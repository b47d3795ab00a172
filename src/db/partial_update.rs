use crate::api::job::service::ServiceError;

/// Maps a logical field to the storage column it updates
pub trait ColumnMapping {
    /// Column name in the backing table
    fn column(&self) -> &'static str;

    /// Optional type cast applied to the bound placeholder
    fn cast(&self) -> Option<&'static str> {
        None
    }
}

/// Fields of a job that may be changed through a partial update
#[derive(Debug, Clone, Copy, PartialEq, Eq)]
pub enum JobField {
    Title,
    Salary,
    Equity,
}

impl ColumnMapping for JobField {
    fn column(&self) -> &'static str {
        match self {
            JobField::Title => "title",
            JobField::Salary => "salary",
            JobField::Equity => "equity",
        }
    }

    fn cast(&self) -> Option<&'static str> {
        match self {
            JobField::Equity => Some("NUMERIC"),
            JobField::Title | JobField::Salary => None,
        }
    }
}

/// New value for one field. `None` clears a nullable column.
#[derive(Debug, Clone, PartialEq)]
pub enum FieldValue {
    Text(String),
    Integer(Option<i32>),
    Decimal(Option<String>),
}

/// Ordered set of field changes, each field at most once
#[derive(Debug, Clone, Default, PartialEq)]
pub struct FieldUpdateMap {
    entries: Vec<(JobField, FieldValue)>,
}

impl FieldUpdateMap {
    pub fn new() -> Self {
        Self::default()
    }

    pub fn set_title(&mut self, title: String) {
        self.set(JobField::Title, FieldValue::Text(title));
    }

    pub fn set_salary(&mut self, salary: Option<i32>) {
        self.set(JobField::Salary, FieldValue::Integer(salary));
    }

    pub fn set_equity(&mut self, equity: Option<String>) {
        self.set(JobField::Equity, FieldValue::Decimal(equity));
    }

    /// Replaces an earlier value for the same field in place
    fn set(&mut self, field: JobField, value: FieldValue) {
        match self.entries.iter_mut().find(|(f, _)| *f == field) {
            Some(entry) => entry.1 = value,
            None => self.entries.push((field, value)),
        }
    }

    pub fn is_empty(&self) -> bool {
        self.entries.is_empty()
    }

    pub fn len(&self) -> usize {
        self.entries.len()
    }

    pub fn entries(&self) -> &[(JobField, FieldValue)] {
        &self.entries
    }
}

/// SET clause and its bind values, in placeholder order
#[derive(Debug, Clone, PartialEq)]
pub struct PartialUpdate<V> {
    pub set_cols: String,
    pub values: Vec<V>,
}

impl<V> PartialUpdate<V> {
    /// Placeholder for the first parameter after the SET values
    pub fn next_placeholder(&self) -> String {
        format!("${}", self.values.len() + 1)
    }
}

/// Build the SET clause of a parameterized UPDATE from sparse field changes
///
/// `{ salary: 280000, equity: "0.99" }` becomes
/// `"salary" = $1, "equity" = $2::NUMERIC` with values `[280000, "0.99"]`.
/// Only fields with a `ColumnMapping` can reach the statement, so column
/// names never come from request data.
pub fn sql_for_partial_update<F, V>(data: &[(F, V)]) -> Result<PartialUpdate<V>, ServiceError>
where
    F: ColumnMapping,
    V: Clone,
{
    if data.is_empty() {
        return Err(ServiceError::BadInput("No data".to_string()));
    }

    let set_cols = data
        .iter()
        .enumerate()
        .map(|(idx, (field, _))| match field.cast() {
            Some(cast) => format!("\"{}\" = ${}::{}", field.column(), idx + 1, cast),
            None => format!("\"{}\" = ${}", field.column(), idx + 1),
        })
        .collect::<Vec<_>>()
        .join(", ");

    let values = data.iter().map(|(_, value)| value.clone()).collect();

    Ok(PartialUpdate { set_cols, values })
}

Work to be completed
Exactly reproduce the entries in their entirety.

Task solution
repository b47d3795ab00a172
filename src/db/partial_update.rs
use crate::api::job::service::ServiceError;

/// Maps a logical field to the storage column it updates
pub trait ColumnMapping {
    /// Column name in the backing table
    fn column(&self) -> &'static str;

    /// Optional type cast applied to the bound placeholder
    fn cast(&self) -> Option<&'static str> {
        None
    }
}

/// Fields of a job that may be changed through a partial update
#[derive(Debug, Clone, Copy, PartialEq, Eq)]
pub enum JobField {
    Title,
    Salary,
    Equity,
}

impl ColumnMapping for JobField {
    fn column(&self) -> &'static str {
        match self {
            JobField::Title => "title",
            JobField::Salary => "salary",
            JobField::Equity => "equity",
        }
    }

    fn cast(&self) -> Option<&'static str> {
        match self {
            JobField::Equity => Some("NUMERIC"),
            JobField::Title | JobField::Salary => None,
        }
    }
}

/// New value for one field. `None` clears a nullable column.
#[derive(Debug, Clone, PartialEq)]
pub enum FieldValue {
    Text(String),
    Integer(Option<i32>),
    Decimal(Option<String>),
}

/// Ordered set of field changes, each field at most once
#[derive(Debug, Clone, Default, PartialEq)]
pub struct FieldUpdateMap {
    entries: Vec<(JobField, FieldValue)>,
}

impl FieldUpdateMap {
    pub fn new() -> Self {
        Self::default()
    }

    pub fn set_title(&mut self, title: String) {
        self.set(JobField::Title, FieldValue::Text(title));
    }

    pub fn set_salary(&mut self, salary: Option<i32>) {
        self.set(JobField::Salary, FieldValue::Integer(salary));
    }

    pub fn set_equity(&mut self, equity: Option<String>) {
        self.set(JobField::Equity, FieldValue::Decimal(equity));
    }

    /// Replaces an earlier value for the same field in place
    fn set(&mut self, field: JobField, value: FieldValue) {
        match self.entries.iter_mut().find(|(f, _)| *f == field) {
            Some(entry) => entry.1 = value,
            None => self.entries.push((field, value)),
        }
    }

    pub fn is_empty(&self) -> bool {
        self.entries.is_empty()
    }

    pub fn len(&self) -> usize {
        self.entries.len()
    }

    pub fn entries(&self) -> &[(JobField, FieldValue)] {
        &self.entries
    }
}

/// SET clause and its bind values, in placeholder order
#[derive(Debug, Clone, PartialEq)]
pub struct PartialUpdate<V> {
    pub set_cols: String,
    pub values: Vec<V>,
}

impl<V> PartialUpdate<V> {
    /// Placeholder for the first parameter after the SET values
    pub fn next_placeholder(&self) -> String {
        format!("${}", self.values.len() + 1)
    }
}

/// Build the SET clause of a parameterized UPDATE from sparse field changes
///
/// `{ salary: 280000, equity: "0.99" }` becomes
/// `"salary" = $1, "equity" = $2::NUMERIC` with values `[280000, "0.99"]`.
/// Only fields with a `ColumnMapping` can reach the statement, so column
/// names never come from request data.
pub fn sql_for_partial_update<F, V>(data: &[(F, V)]) -> Result<PartialUpdate<V>, ServiceError>
where
    F: ColumnMapping,
    V: Clone,
{
    if data.is_empty() {
        return Err(ServiceError::BadInput("No data".to_string()));
    }

    let set_cols = data
        .iter()
        .enumerate()
        .map(|(idx, (field, _))| match field.cast() {
            Some(cast) => format!("\"{}\" = ${}::{}", field.column(), idx + 1, cast),
            None => format!("\"{}\" = ${}", field.column(), idx + 1),
        })
        .collect::<Vec<_>>()
        .join(", ");

    let values = data.iter().map(|(_, value)| value.clone()).collect();

    Ok(PartialUpdate { set_cols, values })
}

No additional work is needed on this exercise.